┌──

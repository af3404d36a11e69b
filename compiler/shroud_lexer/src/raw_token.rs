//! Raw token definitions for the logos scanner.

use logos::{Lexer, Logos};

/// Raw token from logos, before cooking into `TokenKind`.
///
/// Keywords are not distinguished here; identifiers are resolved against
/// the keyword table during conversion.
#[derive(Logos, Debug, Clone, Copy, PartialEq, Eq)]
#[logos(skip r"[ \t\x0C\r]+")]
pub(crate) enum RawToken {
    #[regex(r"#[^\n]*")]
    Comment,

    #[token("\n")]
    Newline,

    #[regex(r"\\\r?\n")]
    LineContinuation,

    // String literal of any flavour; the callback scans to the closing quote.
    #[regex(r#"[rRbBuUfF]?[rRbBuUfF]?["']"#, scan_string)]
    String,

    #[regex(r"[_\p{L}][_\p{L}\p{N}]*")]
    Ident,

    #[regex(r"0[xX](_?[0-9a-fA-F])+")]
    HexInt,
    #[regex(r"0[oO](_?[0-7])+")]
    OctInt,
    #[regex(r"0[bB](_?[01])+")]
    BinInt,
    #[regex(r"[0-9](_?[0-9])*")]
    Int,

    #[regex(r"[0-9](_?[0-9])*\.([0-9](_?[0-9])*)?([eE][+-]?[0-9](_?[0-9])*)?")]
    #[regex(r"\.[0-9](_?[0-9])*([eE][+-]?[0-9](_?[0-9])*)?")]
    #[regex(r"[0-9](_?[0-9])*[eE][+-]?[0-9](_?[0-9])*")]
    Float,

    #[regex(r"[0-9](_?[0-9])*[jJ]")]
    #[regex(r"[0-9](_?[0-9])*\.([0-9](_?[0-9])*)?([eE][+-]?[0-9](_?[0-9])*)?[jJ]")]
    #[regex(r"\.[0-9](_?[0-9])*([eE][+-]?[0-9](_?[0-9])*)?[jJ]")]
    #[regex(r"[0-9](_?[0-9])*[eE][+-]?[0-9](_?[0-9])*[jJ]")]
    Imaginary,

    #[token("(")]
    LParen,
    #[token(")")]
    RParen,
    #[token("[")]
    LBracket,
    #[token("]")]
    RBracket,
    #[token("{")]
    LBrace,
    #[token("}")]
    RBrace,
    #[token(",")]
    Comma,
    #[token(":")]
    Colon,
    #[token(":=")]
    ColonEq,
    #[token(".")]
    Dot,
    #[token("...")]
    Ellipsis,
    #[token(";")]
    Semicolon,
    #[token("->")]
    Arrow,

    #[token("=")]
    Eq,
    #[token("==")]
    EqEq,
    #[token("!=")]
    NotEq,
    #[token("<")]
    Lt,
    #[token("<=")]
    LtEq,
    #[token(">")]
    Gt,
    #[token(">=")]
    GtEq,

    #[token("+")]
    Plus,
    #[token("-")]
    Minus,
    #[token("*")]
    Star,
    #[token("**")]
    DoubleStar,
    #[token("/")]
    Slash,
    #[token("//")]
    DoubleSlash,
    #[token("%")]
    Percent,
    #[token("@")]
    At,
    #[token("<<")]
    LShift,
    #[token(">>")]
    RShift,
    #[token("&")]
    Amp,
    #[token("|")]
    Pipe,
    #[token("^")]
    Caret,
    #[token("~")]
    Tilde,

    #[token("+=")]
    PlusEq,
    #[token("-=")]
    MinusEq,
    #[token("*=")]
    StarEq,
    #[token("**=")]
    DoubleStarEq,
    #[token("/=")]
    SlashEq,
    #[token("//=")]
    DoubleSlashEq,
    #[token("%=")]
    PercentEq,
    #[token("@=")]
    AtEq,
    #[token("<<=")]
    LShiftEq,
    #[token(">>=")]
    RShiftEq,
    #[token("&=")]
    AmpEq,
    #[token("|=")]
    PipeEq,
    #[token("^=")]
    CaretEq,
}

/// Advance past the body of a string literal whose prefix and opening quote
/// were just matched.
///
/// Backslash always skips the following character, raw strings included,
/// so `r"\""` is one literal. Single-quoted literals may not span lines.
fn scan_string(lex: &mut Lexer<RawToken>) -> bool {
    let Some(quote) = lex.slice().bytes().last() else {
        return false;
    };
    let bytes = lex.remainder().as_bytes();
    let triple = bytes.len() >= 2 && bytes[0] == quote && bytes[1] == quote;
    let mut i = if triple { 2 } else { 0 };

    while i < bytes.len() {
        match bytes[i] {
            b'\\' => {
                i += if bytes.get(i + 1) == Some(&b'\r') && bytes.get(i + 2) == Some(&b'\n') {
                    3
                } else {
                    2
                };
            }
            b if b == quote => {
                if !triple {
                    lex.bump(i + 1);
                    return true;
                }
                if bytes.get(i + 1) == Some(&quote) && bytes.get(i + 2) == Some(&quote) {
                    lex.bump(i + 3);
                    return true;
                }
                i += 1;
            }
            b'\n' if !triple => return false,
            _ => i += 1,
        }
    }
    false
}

└──

Would you please copy exactly the part of the entries above that begins at the line containing "were just matched." and ends at the line containing "fn scan_string(lex: &mut", both lines included?

/// were just matched.
///
/// Backslash always skips the following character, raw strings included,
/// so `r"\""` is one literal. Single-quoted literals may not span lines.
fn scan_string(lex: &mut Lexer<RawToken>) -> bool {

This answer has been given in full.